Stored data:
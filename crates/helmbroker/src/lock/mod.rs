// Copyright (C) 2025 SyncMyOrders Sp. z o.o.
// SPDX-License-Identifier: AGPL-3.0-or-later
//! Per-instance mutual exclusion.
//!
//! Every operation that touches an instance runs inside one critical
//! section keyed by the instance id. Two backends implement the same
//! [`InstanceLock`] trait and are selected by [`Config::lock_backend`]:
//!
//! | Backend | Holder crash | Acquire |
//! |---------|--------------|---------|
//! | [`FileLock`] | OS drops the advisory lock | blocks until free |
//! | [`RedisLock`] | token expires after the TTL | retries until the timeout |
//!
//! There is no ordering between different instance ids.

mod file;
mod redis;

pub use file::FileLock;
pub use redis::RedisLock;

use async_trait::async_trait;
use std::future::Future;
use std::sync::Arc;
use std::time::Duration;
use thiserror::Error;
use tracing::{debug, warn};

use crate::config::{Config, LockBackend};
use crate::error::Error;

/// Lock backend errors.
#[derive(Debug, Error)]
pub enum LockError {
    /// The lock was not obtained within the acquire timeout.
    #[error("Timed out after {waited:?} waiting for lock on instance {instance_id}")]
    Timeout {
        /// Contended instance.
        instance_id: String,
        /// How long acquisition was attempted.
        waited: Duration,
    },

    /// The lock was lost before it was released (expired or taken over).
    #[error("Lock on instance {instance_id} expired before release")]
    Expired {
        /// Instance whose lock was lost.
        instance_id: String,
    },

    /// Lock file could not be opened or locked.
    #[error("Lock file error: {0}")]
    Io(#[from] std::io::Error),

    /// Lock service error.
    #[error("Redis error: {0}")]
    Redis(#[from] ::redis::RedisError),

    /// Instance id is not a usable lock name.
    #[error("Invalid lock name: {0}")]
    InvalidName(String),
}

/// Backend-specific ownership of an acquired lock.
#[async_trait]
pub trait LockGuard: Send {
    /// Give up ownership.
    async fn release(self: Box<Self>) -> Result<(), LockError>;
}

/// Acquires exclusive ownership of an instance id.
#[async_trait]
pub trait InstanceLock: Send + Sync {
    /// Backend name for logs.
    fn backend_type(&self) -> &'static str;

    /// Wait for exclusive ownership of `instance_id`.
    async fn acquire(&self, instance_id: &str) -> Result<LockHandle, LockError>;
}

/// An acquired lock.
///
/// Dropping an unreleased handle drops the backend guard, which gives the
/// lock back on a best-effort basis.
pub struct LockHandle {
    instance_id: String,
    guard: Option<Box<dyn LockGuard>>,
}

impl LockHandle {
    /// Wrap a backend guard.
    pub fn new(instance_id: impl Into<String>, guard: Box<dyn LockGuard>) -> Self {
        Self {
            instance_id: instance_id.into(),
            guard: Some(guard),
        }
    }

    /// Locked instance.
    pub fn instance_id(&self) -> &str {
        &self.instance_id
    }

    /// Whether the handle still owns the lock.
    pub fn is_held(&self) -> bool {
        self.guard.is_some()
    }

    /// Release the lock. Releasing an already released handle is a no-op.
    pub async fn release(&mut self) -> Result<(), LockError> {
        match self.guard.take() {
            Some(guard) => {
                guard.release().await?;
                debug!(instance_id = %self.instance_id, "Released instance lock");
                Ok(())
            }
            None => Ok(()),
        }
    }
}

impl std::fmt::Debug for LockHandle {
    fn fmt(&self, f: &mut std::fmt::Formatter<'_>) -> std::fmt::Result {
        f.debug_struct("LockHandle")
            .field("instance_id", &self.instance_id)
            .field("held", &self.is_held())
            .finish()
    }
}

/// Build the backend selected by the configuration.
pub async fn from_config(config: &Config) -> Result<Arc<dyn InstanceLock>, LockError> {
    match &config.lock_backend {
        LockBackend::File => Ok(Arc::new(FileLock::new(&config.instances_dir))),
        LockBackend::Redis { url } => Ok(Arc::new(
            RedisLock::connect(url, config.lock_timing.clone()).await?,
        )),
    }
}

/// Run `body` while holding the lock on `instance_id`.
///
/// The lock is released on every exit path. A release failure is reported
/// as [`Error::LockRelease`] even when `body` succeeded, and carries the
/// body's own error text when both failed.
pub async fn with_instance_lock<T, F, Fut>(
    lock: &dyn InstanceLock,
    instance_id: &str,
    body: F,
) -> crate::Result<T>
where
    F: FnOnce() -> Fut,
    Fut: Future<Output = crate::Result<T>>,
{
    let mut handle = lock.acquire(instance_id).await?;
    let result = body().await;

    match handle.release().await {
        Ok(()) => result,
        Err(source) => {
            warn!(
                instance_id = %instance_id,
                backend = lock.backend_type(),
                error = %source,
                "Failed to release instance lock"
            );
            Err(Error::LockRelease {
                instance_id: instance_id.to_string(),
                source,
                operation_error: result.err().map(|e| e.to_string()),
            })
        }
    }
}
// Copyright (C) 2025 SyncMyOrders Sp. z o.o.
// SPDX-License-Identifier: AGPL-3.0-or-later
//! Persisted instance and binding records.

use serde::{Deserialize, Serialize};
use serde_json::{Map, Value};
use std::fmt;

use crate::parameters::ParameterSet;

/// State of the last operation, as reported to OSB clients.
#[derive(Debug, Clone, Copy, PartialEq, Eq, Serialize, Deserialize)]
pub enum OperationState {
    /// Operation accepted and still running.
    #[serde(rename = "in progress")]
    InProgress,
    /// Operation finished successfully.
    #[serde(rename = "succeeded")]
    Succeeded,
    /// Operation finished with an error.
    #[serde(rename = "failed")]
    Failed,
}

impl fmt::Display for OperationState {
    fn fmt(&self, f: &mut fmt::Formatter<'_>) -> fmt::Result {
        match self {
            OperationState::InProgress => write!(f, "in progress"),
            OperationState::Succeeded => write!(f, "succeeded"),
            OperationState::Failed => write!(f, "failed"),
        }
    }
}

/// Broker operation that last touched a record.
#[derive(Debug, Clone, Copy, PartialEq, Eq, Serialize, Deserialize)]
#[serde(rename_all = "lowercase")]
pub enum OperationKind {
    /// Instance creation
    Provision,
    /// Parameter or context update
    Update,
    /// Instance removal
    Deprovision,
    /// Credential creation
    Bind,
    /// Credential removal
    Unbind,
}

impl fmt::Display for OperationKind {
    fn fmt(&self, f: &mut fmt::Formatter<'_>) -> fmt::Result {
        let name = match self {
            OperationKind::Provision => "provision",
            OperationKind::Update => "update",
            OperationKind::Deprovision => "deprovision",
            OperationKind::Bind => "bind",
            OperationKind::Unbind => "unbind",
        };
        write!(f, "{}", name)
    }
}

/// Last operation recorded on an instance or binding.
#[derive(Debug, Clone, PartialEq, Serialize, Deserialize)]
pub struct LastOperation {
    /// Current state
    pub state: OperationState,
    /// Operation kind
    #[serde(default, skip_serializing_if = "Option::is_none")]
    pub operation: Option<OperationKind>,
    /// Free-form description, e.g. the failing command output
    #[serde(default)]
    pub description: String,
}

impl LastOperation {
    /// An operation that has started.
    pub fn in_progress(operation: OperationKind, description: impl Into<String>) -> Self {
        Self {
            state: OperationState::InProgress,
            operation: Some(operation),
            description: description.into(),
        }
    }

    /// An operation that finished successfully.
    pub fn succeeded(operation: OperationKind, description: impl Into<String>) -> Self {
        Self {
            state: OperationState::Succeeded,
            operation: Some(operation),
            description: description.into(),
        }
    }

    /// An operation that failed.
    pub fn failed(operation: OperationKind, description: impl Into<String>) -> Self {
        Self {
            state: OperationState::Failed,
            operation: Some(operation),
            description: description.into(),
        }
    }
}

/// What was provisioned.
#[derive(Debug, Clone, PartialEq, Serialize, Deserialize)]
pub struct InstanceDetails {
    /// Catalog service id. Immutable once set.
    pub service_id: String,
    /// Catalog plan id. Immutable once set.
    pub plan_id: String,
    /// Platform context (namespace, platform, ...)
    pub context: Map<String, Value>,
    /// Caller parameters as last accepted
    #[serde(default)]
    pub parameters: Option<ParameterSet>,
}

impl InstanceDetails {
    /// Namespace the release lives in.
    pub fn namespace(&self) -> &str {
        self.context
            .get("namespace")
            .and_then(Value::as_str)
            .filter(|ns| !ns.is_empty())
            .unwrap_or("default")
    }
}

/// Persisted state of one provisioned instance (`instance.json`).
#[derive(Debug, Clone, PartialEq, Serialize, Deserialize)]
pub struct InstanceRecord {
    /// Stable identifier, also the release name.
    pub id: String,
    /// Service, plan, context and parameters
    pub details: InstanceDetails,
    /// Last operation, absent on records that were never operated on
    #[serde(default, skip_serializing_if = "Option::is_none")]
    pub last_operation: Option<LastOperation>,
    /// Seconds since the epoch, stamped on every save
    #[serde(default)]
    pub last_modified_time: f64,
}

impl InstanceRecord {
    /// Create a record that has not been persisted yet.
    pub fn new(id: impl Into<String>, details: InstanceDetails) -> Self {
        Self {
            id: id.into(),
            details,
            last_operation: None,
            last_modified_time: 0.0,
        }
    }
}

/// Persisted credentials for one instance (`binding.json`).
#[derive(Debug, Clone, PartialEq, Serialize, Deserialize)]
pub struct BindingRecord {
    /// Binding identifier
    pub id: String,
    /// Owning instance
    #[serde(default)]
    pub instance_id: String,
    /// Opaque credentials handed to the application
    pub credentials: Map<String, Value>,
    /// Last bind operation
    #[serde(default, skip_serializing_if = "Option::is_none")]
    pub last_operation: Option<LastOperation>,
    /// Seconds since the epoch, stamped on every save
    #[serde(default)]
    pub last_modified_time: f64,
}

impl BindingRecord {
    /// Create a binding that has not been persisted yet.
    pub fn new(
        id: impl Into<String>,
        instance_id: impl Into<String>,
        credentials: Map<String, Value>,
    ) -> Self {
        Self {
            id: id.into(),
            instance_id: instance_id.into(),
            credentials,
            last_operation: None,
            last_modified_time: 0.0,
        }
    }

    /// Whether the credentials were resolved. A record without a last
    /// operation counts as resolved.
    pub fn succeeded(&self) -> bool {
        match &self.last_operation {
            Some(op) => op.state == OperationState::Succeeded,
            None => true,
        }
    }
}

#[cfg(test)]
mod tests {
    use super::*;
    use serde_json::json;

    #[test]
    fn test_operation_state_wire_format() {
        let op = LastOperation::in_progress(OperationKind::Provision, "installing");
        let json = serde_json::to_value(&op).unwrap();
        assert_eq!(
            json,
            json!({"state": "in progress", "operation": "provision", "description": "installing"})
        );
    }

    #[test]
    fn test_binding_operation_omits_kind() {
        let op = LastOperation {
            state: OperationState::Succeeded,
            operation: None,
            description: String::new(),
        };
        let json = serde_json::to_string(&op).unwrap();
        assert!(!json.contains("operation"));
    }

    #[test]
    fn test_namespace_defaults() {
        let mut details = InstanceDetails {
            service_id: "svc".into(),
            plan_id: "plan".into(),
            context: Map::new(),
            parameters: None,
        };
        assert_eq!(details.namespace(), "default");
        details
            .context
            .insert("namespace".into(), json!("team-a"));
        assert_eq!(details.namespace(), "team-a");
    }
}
--
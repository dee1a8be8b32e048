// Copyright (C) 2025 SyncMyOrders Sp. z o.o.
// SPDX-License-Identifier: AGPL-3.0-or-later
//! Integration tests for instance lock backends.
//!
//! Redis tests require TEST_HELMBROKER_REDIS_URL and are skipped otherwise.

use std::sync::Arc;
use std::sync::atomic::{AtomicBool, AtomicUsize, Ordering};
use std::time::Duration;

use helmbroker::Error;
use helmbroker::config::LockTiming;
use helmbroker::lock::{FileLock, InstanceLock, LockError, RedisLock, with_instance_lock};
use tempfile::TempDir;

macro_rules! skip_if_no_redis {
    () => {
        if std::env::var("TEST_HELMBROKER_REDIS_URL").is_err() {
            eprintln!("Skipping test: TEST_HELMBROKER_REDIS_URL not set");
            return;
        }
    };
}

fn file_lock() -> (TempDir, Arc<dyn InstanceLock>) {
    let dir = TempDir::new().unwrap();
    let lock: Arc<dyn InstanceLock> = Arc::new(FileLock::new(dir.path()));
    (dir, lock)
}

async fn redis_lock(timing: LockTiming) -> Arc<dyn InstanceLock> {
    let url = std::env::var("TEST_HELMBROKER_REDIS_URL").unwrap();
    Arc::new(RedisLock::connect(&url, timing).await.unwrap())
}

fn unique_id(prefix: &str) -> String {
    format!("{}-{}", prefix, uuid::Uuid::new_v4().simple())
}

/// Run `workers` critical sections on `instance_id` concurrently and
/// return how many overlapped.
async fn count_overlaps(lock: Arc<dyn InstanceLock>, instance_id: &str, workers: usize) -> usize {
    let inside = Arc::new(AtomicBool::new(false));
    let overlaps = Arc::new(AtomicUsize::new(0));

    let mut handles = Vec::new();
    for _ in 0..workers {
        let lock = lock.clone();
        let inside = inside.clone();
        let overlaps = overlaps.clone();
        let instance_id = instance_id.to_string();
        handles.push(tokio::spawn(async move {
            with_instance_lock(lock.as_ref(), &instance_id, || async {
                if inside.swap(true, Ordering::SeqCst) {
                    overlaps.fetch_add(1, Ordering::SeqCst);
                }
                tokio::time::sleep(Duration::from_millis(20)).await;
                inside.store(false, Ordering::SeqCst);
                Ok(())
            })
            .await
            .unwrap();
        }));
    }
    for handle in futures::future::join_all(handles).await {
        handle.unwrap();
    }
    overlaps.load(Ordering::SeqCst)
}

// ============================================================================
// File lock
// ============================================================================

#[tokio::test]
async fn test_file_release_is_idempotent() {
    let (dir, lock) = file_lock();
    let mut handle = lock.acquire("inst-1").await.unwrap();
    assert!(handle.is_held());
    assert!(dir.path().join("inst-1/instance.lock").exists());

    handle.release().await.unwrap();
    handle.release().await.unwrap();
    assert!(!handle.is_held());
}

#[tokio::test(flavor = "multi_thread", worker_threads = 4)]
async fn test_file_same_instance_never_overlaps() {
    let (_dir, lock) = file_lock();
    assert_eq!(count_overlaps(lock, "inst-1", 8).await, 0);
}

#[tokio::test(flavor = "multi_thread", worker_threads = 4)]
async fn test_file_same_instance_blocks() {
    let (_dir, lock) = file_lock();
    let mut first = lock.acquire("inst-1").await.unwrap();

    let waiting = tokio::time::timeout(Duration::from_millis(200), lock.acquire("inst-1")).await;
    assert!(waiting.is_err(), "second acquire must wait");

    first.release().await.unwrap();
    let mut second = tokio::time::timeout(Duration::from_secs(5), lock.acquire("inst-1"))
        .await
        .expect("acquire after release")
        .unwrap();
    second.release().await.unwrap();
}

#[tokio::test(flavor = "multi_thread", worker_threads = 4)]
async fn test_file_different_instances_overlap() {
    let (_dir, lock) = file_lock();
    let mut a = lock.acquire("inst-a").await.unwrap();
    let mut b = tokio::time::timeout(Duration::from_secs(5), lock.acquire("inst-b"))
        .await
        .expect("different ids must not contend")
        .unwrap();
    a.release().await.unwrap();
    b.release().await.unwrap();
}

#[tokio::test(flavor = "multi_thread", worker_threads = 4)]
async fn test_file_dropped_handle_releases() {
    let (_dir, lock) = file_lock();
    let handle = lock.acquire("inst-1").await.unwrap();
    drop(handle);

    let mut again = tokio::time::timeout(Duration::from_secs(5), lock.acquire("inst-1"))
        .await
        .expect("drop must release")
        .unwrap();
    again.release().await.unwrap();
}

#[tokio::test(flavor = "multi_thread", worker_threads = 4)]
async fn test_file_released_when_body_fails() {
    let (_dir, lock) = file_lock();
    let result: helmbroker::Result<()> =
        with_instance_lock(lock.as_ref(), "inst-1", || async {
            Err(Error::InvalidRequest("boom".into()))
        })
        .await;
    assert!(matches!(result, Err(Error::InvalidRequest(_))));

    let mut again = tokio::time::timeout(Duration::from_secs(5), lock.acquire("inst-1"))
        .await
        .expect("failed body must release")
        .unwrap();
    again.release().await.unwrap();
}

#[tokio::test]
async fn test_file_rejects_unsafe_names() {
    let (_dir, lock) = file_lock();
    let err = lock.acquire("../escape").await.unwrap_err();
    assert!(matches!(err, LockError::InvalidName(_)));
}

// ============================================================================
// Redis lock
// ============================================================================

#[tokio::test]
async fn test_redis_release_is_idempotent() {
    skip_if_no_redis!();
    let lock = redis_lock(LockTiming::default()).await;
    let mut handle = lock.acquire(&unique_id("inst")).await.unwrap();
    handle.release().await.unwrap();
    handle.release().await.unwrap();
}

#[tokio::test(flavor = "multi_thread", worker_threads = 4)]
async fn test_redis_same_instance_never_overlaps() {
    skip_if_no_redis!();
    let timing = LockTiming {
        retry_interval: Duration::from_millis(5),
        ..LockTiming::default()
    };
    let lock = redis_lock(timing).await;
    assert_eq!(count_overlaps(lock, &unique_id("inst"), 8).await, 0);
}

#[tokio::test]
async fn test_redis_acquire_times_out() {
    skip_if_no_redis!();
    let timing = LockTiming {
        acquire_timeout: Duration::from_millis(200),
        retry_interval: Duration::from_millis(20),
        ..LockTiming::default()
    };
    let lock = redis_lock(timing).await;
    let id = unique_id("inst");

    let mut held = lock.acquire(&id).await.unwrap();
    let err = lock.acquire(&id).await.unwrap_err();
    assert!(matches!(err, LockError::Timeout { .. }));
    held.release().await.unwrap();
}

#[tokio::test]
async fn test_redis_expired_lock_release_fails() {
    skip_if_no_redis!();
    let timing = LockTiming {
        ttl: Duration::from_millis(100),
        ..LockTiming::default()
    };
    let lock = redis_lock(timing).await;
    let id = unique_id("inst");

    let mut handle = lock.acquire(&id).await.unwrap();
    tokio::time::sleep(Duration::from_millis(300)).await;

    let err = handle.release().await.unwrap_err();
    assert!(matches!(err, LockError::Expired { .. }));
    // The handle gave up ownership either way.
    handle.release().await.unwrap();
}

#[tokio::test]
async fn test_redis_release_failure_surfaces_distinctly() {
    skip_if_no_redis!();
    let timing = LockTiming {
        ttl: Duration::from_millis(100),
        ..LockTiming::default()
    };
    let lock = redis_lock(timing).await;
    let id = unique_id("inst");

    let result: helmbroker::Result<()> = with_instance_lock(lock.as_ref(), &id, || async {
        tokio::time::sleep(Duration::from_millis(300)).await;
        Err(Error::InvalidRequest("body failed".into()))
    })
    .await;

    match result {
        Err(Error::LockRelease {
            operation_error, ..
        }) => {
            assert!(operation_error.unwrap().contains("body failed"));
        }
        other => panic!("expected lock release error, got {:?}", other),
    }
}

→ Work request: Copy out, from the data above, every line holding the word "OperationKind".

→ Finished task:
pub enum OperationKind {
impl fmt::Display for OperationKind {
            OperationKind::Provision => "provision",
            OperationKind::Update => "update",
            OperationKind::Deprovision => "deprovision",
            OperationKind::Bind => "bind",
            OperationKind::Unbind => "unbind",
    pub operation: Option<OperationKind>,
    pub fn in_progress(operation: OperationKind, description: impl Into<String>) -> Self {
    pub fn succeeded(operation: OperationKind, description: impl Into<String>) -> Self {
    pub fn failed(operation: OperationKind, description: impl Into<String>) -> Self {
        let op = LastOperation::in_progress(OperationKind::Provision, "installing");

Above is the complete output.